Say how many lines of the listing below include "validation". Write only that number.
------ Excerpted records
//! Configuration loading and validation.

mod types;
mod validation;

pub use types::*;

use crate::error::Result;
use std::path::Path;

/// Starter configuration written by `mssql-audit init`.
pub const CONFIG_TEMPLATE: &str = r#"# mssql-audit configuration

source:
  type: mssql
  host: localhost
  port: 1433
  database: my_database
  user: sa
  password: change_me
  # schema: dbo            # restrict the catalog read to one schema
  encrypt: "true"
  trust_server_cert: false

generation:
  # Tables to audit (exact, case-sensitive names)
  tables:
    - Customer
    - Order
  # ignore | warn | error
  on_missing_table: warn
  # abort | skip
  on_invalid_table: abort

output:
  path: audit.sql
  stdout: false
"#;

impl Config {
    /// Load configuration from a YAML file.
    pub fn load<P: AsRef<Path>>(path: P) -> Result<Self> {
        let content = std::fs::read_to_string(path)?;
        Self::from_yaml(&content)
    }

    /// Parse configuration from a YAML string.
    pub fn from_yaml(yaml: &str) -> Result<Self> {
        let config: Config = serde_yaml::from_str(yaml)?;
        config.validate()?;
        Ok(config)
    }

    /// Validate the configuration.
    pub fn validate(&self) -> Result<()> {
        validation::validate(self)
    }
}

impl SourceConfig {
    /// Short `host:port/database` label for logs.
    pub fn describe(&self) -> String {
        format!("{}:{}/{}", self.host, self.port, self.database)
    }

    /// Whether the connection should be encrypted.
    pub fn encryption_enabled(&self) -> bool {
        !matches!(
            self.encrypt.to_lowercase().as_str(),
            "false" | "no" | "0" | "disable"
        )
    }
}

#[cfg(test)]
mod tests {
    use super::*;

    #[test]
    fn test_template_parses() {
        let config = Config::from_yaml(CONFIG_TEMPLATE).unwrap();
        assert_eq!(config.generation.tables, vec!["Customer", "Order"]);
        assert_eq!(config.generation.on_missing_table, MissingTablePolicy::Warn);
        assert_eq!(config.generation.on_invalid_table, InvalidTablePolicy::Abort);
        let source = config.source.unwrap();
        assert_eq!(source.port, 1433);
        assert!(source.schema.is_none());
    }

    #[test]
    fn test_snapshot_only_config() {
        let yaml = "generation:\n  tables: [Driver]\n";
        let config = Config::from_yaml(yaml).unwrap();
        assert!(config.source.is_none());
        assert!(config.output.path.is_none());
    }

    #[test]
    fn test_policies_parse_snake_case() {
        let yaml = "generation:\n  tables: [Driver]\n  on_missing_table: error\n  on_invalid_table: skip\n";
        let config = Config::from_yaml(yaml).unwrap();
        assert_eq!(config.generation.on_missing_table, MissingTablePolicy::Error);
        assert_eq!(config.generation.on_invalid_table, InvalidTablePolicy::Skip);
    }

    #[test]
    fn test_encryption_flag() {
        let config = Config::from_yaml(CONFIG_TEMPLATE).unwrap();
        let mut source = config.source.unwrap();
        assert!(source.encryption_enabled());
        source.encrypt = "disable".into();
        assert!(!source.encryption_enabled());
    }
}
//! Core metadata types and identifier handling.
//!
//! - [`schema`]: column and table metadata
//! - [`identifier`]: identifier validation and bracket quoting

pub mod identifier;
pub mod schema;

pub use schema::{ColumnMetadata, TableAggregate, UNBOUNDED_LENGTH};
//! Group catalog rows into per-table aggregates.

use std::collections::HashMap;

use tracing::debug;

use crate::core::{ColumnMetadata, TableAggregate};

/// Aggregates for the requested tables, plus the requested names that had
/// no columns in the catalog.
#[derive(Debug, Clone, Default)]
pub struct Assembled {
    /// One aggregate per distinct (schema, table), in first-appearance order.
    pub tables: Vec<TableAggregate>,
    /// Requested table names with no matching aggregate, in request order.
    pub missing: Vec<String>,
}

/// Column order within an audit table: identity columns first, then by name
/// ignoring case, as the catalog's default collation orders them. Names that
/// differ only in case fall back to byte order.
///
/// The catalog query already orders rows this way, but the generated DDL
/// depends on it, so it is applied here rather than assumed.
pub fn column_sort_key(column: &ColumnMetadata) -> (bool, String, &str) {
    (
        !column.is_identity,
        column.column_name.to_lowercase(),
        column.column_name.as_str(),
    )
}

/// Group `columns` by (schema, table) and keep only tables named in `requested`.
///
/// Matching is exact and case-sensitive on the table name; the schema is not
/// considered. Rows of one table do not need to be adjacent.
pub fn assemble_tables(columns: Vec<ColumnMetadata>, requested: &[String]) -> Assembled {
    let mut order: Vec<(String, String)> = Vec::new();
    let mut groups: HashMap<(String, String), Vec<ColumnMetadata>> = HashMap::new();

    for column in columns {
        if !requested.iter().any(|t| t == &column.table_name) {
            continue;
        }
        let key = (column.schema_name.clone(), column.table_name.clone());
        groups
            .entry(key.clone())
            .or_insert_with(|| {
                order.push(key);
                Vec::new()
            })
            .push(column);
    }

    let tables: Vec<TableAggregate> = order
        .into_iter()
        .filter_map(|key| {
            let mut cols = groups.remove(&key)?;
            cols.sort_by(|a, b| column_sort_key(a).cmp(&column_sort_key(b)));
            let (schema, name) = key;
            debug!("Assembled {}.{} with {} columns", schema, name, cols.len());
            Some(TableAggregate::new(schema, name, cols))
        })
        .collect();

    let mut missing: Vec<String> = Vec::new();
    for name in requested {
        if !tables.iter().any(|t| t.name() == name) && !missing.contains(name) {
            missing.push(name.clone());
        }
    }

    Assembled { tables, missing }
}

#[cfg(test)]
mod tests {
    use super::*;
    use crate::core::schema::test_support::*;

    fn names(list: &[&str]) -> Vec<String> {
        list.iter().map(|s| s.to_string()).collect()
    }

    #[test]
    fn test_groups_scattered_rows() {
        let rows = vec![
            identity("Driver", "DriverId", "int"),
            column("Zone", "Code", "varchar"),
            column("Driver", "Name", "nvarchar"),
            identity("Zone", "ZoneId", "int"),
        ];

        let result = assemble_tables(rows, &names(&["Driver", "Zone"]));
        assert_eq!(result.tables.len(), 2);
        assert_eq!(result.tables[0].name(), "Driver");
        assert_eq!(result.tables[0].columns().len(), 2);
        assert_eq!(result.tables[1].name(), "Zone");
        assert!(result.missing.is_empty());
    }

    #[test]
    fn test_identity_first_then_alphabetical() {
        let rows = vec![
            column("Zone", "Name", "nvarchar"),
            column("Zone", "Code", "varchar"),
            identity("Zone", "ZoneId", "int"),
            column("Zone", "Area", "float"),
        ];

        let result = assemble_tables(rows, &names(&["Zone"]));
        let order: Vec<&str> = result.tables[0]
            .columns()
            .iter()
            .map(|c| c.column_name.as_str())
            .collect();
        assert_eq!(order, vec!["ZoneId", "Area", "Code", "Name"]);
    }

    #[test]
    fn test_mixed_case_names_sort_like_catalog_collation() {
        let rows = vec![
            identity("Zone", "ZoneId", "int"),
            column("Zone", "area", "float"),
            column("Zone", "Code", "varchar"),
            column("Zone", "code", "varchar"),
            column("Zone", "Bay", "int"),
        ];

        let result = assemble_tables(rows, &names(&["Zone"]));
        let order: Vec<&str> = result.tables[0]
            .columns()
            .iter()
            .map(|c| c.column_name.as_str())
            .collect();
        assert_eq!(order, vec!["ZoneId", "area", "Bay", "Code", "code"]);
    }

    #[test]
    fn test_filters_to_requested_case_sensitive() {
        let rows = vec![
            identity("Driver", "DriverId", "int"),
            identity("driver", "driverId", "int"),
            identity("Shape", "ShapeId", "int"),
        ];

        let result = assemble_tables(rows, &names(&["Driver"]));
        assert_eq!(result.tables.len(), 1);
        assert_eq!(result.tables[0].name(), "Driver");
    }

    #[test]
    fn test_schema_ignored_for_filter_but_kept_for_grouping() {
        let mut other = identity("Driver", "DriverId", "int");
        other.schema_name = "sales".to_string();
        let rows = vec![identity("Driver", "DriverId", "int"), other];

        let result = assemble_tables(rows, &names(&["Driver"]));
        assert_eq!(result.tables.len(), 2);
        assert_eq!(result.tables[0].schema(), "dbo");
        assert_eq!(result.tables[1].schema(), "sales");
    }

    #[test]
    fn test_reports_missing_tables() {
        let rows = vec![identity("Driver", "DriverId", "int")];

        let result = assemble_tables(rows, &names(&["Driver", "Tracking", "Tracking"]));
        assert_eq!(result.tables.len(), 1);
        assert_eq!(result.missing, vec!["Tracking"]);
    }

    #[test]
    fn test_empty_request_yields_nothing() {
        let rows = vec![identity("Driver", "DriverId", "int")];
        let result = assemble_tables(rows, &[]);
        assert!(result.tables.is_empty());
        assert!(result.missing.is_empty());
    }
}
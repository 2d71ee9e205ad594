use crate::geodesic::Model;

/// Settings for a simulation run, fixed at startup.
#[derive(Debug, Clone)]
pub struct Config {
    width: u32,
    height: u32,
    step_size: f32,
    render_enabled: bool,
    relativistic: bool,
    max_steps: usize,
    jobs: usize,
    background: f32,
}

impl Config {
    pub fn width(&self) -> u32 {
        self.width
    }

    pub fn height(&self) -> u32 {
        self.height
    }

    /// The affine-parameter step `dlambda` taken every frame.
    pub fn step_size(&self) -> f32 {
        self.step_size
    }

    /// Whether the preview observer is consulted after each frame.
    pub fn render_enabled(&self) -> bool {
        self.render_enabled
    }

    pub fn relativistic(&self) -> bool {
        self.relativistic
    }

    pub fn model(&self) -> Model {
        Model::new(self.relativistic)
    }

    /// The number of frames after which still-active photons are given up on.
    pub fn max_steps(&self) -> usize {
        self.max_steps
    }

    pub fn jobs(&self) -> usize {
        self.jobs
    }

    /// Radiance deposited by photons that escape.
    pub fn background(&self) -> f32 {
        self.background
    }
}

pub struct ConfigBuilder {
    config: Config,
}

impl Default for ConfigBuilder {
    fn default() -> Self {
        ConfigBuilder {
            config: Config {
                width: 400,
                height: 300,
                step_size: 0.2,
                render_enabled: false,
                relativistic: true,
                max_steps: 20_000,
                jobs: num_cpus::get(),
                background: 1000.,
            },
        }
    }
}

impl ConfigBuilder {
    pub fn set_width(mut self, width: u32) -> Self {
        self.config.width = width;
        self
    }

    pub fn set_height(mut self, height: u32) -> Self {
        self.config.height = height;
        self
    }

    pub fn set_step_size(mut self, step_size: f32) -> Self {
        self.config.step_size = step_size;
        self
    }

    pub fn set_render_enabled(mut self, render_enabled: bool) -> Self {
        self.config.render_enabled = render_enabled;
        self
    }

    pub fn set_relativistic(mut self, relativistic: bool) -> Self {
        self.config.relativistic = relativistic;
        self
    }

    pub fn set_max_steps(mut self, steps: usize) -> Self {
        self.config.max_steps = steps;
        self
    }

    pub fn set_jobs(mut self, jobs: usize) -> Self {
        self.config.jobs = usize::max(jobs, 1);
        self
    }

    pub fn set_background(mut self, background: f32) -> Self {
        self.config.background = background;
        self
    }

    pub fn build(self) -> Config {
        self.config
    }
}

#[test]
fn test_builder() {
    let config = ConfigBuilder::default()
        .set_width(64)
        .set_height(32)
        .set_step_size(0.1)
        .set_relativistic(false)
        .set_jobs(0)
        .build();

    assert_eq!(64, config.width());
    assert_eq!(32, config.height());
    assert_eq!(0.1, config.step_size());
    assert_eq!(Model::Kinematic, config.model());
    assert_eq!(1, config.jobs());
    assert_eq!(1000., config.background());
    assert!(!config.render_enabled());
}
------------
------ Excerpted records
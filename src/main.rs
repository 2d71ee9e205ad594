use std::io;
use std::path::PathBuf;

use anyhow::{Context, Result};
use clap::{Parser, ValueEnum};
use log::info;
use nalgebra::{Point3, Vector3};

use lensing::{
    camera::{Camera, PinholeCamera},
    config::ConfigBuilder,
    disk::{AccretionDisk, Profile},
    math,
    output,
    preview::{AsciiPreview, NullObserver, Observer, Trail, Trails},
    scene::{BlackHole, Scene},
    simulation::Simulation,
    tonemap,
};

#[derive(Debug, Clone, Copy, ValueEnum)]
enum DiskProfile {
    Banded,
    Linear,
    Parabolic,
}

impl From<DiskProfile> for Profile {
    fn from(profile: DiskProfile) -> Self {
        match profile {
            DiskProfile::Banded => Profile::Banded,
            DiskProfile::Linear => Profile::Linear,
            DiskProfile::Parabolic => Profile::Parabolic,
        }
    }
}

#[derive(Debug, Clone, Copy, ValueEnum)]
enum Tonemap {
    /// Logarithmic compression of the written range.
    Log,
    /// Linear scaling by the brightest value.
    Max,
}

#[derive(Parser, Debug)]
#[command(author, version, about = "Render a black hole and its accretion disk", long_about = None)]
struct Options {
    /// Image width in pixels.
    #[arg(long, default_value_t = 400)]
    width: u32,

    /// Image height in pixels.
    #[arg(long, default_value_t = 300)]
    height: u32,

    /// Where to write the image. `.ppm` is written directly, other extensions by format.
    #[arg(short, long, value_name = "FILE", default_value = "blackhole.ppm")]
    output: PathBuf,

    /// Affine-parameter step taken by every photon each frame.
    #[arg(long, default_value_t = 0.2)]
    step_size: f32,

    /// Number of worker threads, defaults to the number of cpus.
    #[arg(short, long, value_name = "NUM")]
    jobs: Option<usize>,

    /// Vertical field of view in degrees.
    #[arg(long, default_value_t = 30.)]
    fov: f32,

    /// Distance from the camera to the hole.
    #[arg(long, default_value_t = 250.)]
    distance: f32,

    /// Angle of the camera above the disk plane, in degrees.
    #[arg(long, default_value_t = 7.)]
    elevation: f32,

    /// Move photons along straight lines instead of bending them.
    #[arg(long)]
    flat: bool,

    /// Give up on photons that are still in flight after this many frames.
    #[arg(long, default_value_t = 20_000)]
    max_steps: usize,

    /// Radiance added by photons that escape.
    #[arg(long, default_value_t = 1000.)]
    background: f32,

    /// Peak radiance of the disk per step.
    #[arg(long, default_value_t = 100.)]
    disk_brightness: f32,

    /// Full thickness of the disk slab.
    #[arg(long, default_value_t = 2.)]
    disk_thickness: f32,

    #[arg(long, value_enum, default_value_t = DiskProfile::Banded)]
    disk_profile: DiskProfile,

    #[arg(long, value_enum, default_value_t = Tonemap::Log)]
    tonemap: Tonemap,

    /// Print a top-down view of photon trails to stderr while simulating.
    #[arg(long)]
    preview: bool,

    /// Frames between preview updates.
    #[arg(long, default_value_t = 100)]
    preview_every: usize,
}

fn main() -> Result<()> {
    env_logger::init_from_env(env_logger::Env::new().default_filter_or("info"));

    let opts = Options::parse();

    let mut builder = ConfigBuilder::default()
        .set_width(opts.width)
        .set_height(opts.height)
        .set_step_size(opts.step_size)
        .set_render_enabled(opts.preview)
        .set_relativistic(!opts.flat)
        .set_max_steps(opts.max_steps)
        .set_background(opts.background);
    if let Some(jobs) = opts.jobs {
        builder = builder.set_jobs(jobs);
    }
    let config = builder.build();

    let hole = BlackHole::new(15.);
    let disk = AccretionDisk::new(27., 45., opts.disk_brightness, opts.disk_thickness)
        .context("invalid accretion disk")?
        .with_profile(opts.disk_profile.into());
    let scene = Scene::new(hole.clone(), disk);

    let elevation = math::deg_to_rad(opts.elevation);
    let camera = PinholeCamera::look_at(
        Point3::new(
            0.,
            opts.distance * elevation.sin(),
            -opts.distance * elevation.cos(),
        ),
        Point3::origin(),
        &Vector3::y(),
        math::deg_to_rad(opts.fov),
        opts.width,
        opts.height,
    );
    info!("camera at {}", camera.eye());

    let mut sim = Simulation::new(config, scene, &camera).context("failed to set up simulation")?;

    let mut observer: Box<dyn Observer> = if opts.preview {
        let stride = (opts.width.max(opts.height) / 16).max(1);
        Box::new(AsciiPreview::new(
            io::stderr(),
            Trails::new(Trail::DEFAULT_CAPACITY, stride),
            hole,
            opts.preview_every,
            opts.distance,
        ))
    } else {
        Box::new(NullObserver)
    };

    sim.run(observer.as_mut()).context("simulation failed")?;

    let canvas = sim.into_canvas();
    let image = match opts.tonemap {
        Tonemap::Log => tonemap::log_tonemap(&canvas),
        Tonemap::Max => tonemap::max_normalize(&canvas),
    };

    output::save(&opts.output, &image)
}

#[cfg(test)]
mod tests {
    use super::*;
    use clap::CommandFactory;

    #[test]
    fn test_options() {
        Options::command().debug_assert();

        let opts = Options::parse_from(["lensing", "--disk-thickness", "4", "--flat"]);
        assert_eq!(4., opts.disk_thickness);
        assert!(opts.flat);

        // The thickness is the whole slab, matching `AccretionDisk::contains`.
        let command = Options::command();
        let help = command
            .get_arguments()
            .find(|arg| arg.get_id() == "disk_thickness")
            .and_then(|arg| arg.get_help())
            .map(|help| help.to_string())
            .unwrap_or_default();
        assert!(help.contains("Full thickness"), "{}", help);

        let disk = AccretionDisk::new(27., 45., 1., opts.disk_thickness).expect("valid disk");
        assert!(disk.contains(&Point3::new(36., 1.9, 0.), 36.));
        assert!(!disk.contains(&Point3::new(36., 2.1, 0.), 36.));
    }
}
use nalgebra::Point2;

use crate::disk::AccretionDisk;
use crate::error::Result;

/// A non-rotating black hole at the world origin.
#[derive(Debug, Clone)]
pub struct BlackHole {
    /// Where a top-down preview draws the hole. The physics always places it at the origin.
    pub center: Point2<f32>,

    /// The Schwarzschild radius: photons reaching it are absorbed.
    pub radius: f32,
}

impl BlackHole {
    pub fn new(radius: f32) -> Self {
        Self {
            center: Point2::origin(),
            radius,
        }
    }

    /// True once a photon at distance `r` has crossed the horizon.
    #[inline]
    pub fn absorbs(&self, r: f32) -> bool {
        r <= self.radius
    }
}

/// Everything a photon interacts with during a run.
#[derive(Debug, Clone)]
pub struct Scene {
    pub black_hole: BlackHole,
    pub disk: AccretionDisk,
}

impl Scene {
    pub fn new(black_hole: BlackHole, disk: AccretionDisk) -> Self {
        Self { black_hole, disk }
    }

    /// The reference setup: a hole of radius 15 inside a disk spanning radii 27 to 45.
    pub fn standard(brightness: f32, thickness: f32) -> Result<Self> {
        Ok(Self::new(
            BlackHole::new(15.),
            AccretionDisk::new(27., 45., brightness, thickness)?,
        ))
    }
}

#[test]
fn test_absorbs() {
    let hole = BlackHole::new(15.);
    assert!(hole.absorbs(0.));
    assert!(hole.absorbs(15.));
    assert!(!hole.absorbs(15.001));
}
------------
Answer for this exercise:
4